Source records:

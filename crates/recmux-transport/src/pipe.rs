use std::fs::File;
use std::io::{Read, Write};
use std::os::fd::{AsFd, AsRawFd, BorrowedFd, FromRawFd, IntoRawFd, OwnedFd, RawFd};

use tracing::trace;

use crate::error::{Result, TransportError};

/// One end of a unidirectional pipe, owning its file descriptor.
///
/// The descriptor is closed when the `PipeEnd` is dropped. Reads and writes
/// go straight to the kernel; in non-blocking mode they fail with
/// [`std::io::ErrorKind::WouldBlock`] instead of waiting.
pub struct PipeEnd {
    inner: File,
}

impl PipeEnd {
    /// Take ownership of an already-open descriptor.
    pub fn from_owned(fd: OwnedFd) -> Self {
        Self {
            inner: File::from(fd),
        }
    }

    /// Toggle `O_NONBLOCK` on the descriptor.
    pub fn set_nonblocking(&self, nonblocking: bool) -> Result<()> {
        let fd = self.as_raw_fd();
        let flags = fcntl_get(fd, libc::F_GETFL)?;
        let updated = if nonblocking {
            flags | libc::O_NONBLOCK
        } else {
            flags & !libc::O_NONBLOCK
        };
        if updated != flags {
            fcntl_set(fd, libc::F_SETFL, updated)?;
        }
        trace!(fd, nonblocking, "updated pipe blocking mode");
        Ok(())
    }

    /// Whether `O_NONBLOCK` is currently set.
    pub fn is_nonblocking(&self) -> Result<bool> {
        let flags = fcntl_get(self.as_raw_fd(), libc::F_GETFL)?;
        Ok(flags & libc::O_NONBLOCK != 0)
    }

    /// Mark the descriptor close-on-exec.
    pub fn set_cloexec(&self) -> Result<()> {
        let fd = self.as_raw_fd();
        let flags = fcntl_get(fd, libc::F_GETFD)?;
        if flags & libc::FD_CLOEXEC == 0 {
            fcntl_set(fd, libc::F_SETFD, flags | libc::FD_CLOEXEC)?;
        }
        Ok(())
    }

    /// Give up ownership of the descriptor.
    pub fn into_owned(self) -> OwnedFd {
        OwnedFd::from(self.inner)
    }
}

impl From<OwnedFd> for PipeEnd {
    fn from(fd: OwnedFd) -> Self {
        Self::from_owned(fd)
    }
}

impl From<std::os::unix::net::UnixStream> for PipeEnd {
    fn from(stream: std::os::unix::net::UnixStream) -> Self {
        Self::from_owned(OwnedFd::from(stream))
    }
}

impl AsRawFd for PipeEnd {
    fn as_raw_fd(&self) -> RawFd {
        self.inner.as_raw_fd()
    }
}

impl AsFd for PipeEnd {
    fn as_fd(&self) -> BorrowedFd<'_> {
        self.inner.as_fd()
    }
}

impl IntoRawFd for PipeEnd {
    fn into_raw_fd(self) -> RawFd {
        self.inner.into_raw_fd()
    }
}

impl Read for PipeEnd {
    fn read(&mut self, buf: &mut [u8]) -> std::io::Result<usize> {
        self.inner.read(buf)
    }
}

impl Write for PipeEnd {
    fn write(&mut self, buf: &[u8]) -> std::io::Result<usize> {
        self.inner.write(buf)
    }

    fn flush(&mut self) -> std::io::Result<()> {
        Ok(())
    }
}

impl std::fmt::Debug for PipeEnd {
    fn fmt(&self, f: &mut std::fmt::Formatter<'_>) -> std::fmt::Result {
        f.debug_struct("PipeEnd")
            .field("fd", &self.as_raw_fd())
            .finish()
    }
}

/// Create a pipe and return `(read_end, write_end)`.
///
/// Both ends are close-on-exec so that spawned children only see the
/// descriptors they are explicitly handed.
pub fn pipe() -> Result<(PipeEnd, PipeEnd)> {
    let mut fds: [RawFd; 2] = [-1, -1];

    #[cfg(any(target_os = "linux", target_os = "android", target_os = "freebsd"))]
    // SAFETY: `fds` is a valid two-element array for pipe2 to fill.
    let rc = unsafe { libc::pipe2(fds.as_mut_ptr(), libc::O_CLOEXEC) };

    #[cfg(not(any(target_os = "linux", target_os = "android", target_os = "freebsd")))]
    // SAFETY: `fds` is a valid two-element array for pipe to fill.
    let rc = unsafe { libc::pipe(fds.as_mut_ptr()) };

    if rc != 0 {
        return Err(TransportError::Pipe(std::io::Error::last_os_error()));
    }

    // SAFETY: pipe(2) succeeded, so both descriptors are open and owned by us.
    let (reader, writer) = unsafe {
        (
            PipeEnd::from_owned(OwnedFd::from_raw_fd(fds[0])),
            PipeEnd::from_owned(OwnedFd::from_raw_fd(fds[1])),
        )
    };

    #[cfg(not(any(target_os = "linux", target_os = "android", target_os = "freebsd")))]
    {
        reader.set_cloexec()?;
        writer.set_cloexec()?;
    }

    trace!(
        read_fd = reader.as_raw_fd(),
        write_fd = writer.as_raw_fd(),
        "created pipe"
    );
    Ok((reader, writer))
}

fn fcntl_get(fd: RawFd, cmd: libc::c_int) -> Result<libc::c_int> {
    // SAFETY: F_GETFL/F_GETFD only read descriptor state; `fd` is owned by the caller.
    let flags = unsafe { libc::fcntl(fd, cmd) };
    if flags < 0 {
        return Err(TransportError::Fcntl {
            fd,
            source: std::io::Error::last_os_error(),
        });
    }
    Ok(flags)
}

fn fcntl_set(fd: RawFd, cmd: libc::c_int, flags: libc::c_int) -> Result<()> {
    // SAFETY: F_SETFL/F_SETFD only update flags of a descriptor owned by the caller.
    if unsafe { libc::fcntl(fd, cmd, flags) } < 0 {
        return Err(TransportError::Fcntl {
            fd,
            source: std::io::Error::last_os_error(),
        });
    }
    Ok(())
}

#[cfg(test)]
mod tests {
    use std::io::ErrorKind;

    use super::*;

    #[test]
    fn test_pipe_roundtrip() {
        let (mut reader, mut writer) = pipe().unwrap();
        writer.write_all(b"hello").unwrap();

        let mut buf = [0u8; 5];
        reader.read_exact(&mut buf).unwrap();
        assert_eq!(&buf, b"hello");
    }

    #[test]
    fn test_pipe_ends_are_cloexec() {
        let (reader, writer) = pipe().unwrap();
        for end in [&reader, &writer] {
            let flags = fcntl_get(end.as_raw_fd(), libc::F_GETFD).unwrap();
            assert_ne!(flags & libc::FD_CLOEXEC, 0);
        }
    }

    #[test]
    fn test_nonblocking_read_would_block() {
        let (mut reader, _writer) = pipe().unwrap();
        assert!(!reader.is_nonblocking().unwrap());

        reader.set_nonblocking(true).unwrap();
        assert!(reader.is_nonblocking().unwrap());

        let mut buf = [0u8; 8];
        let err = reader.read(&mut buf).unwrap_err();
        assert_eq!(err.kind(), ErrorKind::WouldBlock);

        reader.set_nonblocking(false).unwrap();
        assert!(!reader.is_nonblocking().unwrap());
    }

    #[test]
    fn test_read_eof_after_writer_dropped() {
        let (mut reader, writer) = pipe().unwrap();
        drop(writer);

        let mut buf = [0u8; 8];
        assert_eq!(reader.read(&mut buf).unwrap(), 0);
    }

    #[test]
    fn test_write_to_closed_reader_is_broken_pipe() {
        let (reader, mut writer) = pipe().unwrap();
        drop(reader);

        let err = writer.write(b"x").unwrap_err();
        assert_eq!(err.kind(), ErrorKind::BrokenPipe);
    }

    #[test]
    fn test_into_owned_keeps_descriptor_open() {
        let (reader, mut writer) = pipe().unwrap();
        let fd = reader.as_raw_fd();
        let owned = reader.into_owned();
        assert_eq!(owned.as_raw_fd(), fd);

        writer.write_all(b"ok").unwrap();
        let mut reader = PipeEnd::from(owned);
        let mut buf = [0u8; 2];
        reader.read_exact(&mut buf).unwrap();
        assert_eq!(&buf, b"ok");
    }
}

Work request: Copy out each entry once more, character for character.

Answer space:
filename crates/recmux-transport/src/pipe.rs
use std::fs::File;
use std::io::{Read, Write};
use std::os::fd::{AsFd, AsRawFd, BorrowedFd, FromRawFd, IntoRawFd, OwnedFd, RawFd};

use tracing::trace;

use crate::error::{Result, TransportError};

/// One end of a unidirectional pipe, owning its file descriptor.
///
/// The descriptor is closed when the `PipeEnd` is dropped. Reads and writes
/// go straight to the kernel; in non-blocking mode they fail with
/// [`std::io::ErrorKind::WouldBlock`] instead of waiting.
pub struct PipeEnd {
    inner: File,
}

impl PipeEnd {
    /// Take ownership of an already-open descriptor.
    pub fn from_owned(fd: OwnedFd) -> Self {
        Self {
            inner: File::from(fd),
        }
    }

    /// Toggle `O_NONBLOCK` on the descriptor.
    pub fn set_nonblocking(&self, nonblocking: bool) -> Result<()> {
        let fd = self.as_raw_fd();
        let flags = fcntl_get(fd, libc::F_GETFL)?;
        let updated = if nonblocking {
            flags | libc::O_NONBLOCK
        } else {
            flags & !libc::O_NONBLOCK
        };
        if updated != flags {
            fcntl_set(fd, libc::F_SETFL, updated)?;
        }
        trace!(fd, nonblocking, "updated pipe blocking mode");
        Ok(())
    }

    /// Whether `O_NONBLOCK` is currently set.
    pub fn is_nonblocking(&self) -> Result<bool> {
        let flags = fcntl_get(self.as_raw_fd(), libc::F_GETFL)?;
        Ok(flags & libc::O_NONBLOCK != 0)
    }

    /// Mark the descriptor close-on-exec.
    pub fn set_cloexec(&self) -> Result<()> {
        let fd = self.as_raw_fd();
        let flags = fcntl_get(fd, libc::F_GETFD)?;
        if flags & libc::FD_CLOEXEC == 0 {
            fcntl_set(fd, libc::F_SETFD, flags | libc::FD_CLOEXEC)?;
        }
        Ok(())
    }

    /// Give up ownership of the descriptor.
    pub fn into_owned(self) -> OwnedFd {
        OwnedFd::from(self.inner)
    }
}

impl From<OwnedFd> for PipeEnd {
    fn from(fd: OwnedFd) -> Self {
        Self::from_owned(fd)
    }
}

impl From<std::os::unix::net::UnixStream> for PipeEnd {
    fn from(stream: std::os::unix::net::UnixStream) -> Self {
        Self::from_owned(OwnedFd::from(stream))
    }
}

impl AsRawFd for PipeEnd {
    fn as_raw_fd(&self) -> RawFd {
        self.inner.as_raw_fd()
    }
}

impl AsFd for PipeEnd {
    fn as_fd(&self) -> BorrowedFd<'_> {
        self.inner.as_fd()
    }
}

impl IntoRawFd for PipeEnd {
    fn into_raw_fd(self) -> RawFd {
        self.inner.into_raw_fd()
    }
}

impl Read for PipeEnd {
    fn read(&mut self, buf: &mut [u8]) -> std::io::Result<usize> {
        self.inner.read(buf)
    }
}

impl Write for PipeEnd {
    fn write(&mut self, buf: &[u8]) -> std::io::Result<usize> {
        self.inner.write(buf)
    }

    fn flush(&mut self) -> std::io::Result<()> {
        Ok(())
    }
}

impl std::fmt::Debug for PipeEnd {
    fn fmt(&self, f: &mut std::fmt::Formatter<'_>) -> std::fmt::Result {
        f.debug_struct("PipeEnd")
            .field("fd", &self.as_raw_fd())
            .finish()
    }
}

/// Create a pipe and return `(read_end, write_end)`.
///
/// Both ends are close-on-exec so that spawned children only see the
/// descriptors they are explicitly handed.
pub fn pipe() -> Result<(PipeEnd, PipeEnd)> {
    let mut fds: [RawFd; 2] = [-1, -1];

    #[cfg(any(target_os = "linux", target_os = "android", target_os = "freebsd"))]
    // SAFETY: `fds` is a valid two-element array for pipe2 to fill.
    let rc = unsafe { libc::pipe2(fds.as_mut_ptr(), libc::O_CLOEXEC) };

    #[cfg(not(any(target_os = "linux", target_os = "android", target_os = "freebsd")))]
    // SAFETY: `fds` is a valid two-element array for pipe to fill.
    let rc = unsafe { libc::pipe(fds.as_mut_ptr()) };

    if rc != 0 {
        return Err(TransportError::Pipe(std::io::Error::last_os_error()));
    }

    // SAFETY: pipe(2) succeeded, so both descriptors are open and owned by us.
    let (reader, writer) = unsafe {
        (
            PipeEnd::from_owned(OwnedFd::from_raw_fd(fds[0])),
            PipeEnd::from_owned(OwnedFd::from_raw_fd(fds[1])),
        )
    };

    #[cfg(not(any(target_os = "linux", target_os = "android", target_os = "freebsd")))]
    {
        reader.set_cloexec()?;
        writer.set_cloexec()?;
    }

    trace!(
        read_fd = reader.as_raw_fd(),
        write_fd = writer.as_raw_fd(),
        "created pipe"
    );
    Ok((reader, writer))
}

fn fcntl_get(fd: RawFd, cmd: libc::c_int) -> Result<libc::c_int> {
    // SAFETY: F_GETFL/F_GETFD only read descriptor state; `fd` is owned by the caller.
    let flags = unsafe { libc::fcntl(fd, cmd) };
    if flags < 0 {
        return Err(TransportError::Fcntl {
            fd,
            source: std::io::Error::last_os_error(),
        });
    }
    Ok(flags)
}

fn fcntl_set(fd: RawFd, cmd: libc::c_int, flags: libc::c_int) -> Result<()> {
    // SAFETY: F_SETFL/F_SETFD only update flags of a descriptor owned by the caller.
    if unsafe { libc::fcntl(fd, cmd, flags) } < 0 {
        return Err(TransportError::Fcntl {
            fd,
            source: std::io::Error::last_os_error(),
        });
    }
    Ok(())
}

#[cfg(test)]
mod tests {
    use std::io::ErrorKind;

    use super::*;

    #[test]
    fn test_pipe_roundtrip() {
        let (mut reader, mut writer) = pipe().unwrap();
        writer.write_all(b"hello").unwrap();

        let mut buf = [0u8; 5];
        reader.read_exact(&mut buf).unwrap();
        assert_eq!(&buf, b"hello");
    }

    #[test]
    fn test_pipe_ends_are_cloexec() {
        let (reader, writer) = pipe().unwrap();
        for end in [&reader, &writer] {
            let flags = fcntl_get(end.as_raw_fd(), libc::F_GETFD).unwrap();
            assert_ne!(flags & libc::FD_CLOEXEC, 0);
        }
    }

    #[test]
    fn test_nonblocking_read_would_block() {
        let (mut reader, _writer) = pipe().unwrap();
        assert!(!reader.is_nonblocking().unwrap());

        reader.set_nonblocking(true).unwrap();
        assert!(reader.is_nonblocking().unwrap());

        let mut buf = [0u8; 8];
        let err = reader.read(&mut buf).unwrap_err();
        assert_eq!(err.kind(), ErrorKind::WouldBlock);

        reader.set_nonblocking(false).unwrap();
        assert!(!reader.is_nonblocking().unwrap());
    }

    #[test]
    fn test_read_eof_after_writer_dropped() {
        let (mut reader, writer) = pipe().unwrap();
        drop(writer);

        let mut buf = [0u8; 8];
        assert_eq!(reader.read(&mut buf).unwrap(), 0);
    }

    #[test]
    fn test_write_to_closed_reader_is_broken_pipe() {
        let (reader, mut writer) = pipe().unwrap();
        drop(reader);

        let err = writer.write(b"x").unwrap_err();
        assert_eq!(err.kind(), ErrorKind::BrokenPipe);
    }

    #[test]
    fn test_into_owned_keeps_descriptor_open() {
        let (reader, mut writer) = pipe().unwrap();
        let fd = reader.as_raw_fd();
        let owned = reader.into_owned();
        assert_eq!(owned.as_raw_fd(), fd);

        writer.write_all(b"ok").unwrap();
        let mut reader = PipeEnd::from(owned);
        let mut buf = [0u8; 2];
        reader.read_exact(&mut buf).unwrap();
        assert_eq!(&buf, b"ok");
    }
}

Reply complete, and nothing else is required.